------ Given records
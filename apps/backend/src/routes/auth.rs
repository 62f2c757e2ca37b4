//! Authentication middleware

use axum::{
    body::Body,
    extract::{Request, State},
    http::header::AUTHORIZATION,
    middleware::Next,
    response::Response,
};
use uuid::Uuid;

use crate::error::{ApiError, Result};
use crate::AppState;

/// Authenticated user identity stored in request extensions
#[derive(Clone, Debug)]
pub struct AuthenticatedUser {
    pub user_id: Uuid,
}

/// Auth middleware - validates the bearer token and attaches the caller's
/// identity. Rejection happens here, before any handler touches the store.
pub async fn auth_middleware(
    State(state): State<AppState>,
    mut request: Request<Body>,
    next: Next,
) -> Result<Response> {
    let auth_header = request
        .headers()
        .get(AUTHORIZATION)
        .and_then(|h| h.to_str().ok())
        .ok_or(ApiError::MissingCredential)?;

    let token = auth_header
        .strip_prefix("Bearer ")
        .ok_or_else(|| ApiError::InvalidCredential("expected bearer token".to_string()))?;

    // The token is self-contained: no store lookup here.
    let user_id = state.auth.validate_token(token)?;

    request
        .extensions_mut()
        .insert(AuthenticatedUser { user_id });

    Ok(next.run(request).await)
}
------------
Assigned task
Set every line down again exactly. Begin with the first line of the entries and finish with the line containing "#[derive(Clone, Debug)]".

Your response
filename apps/backend/src/routes/auth.rs
repository 62f2c757e2ca37b4
//! Authentication middleware

use axum::{
    body::Body,
    extract::{Request, State},
    http::header::AUTHORIZATION,
    middleware::Next,
    response::Response,
};
use uuid::Uuid;

use crate::error::{ApiError, Result};
use crate::AppState;

/// Authenticated user identity stored in request extensions
#[derive(Clone, Debug)]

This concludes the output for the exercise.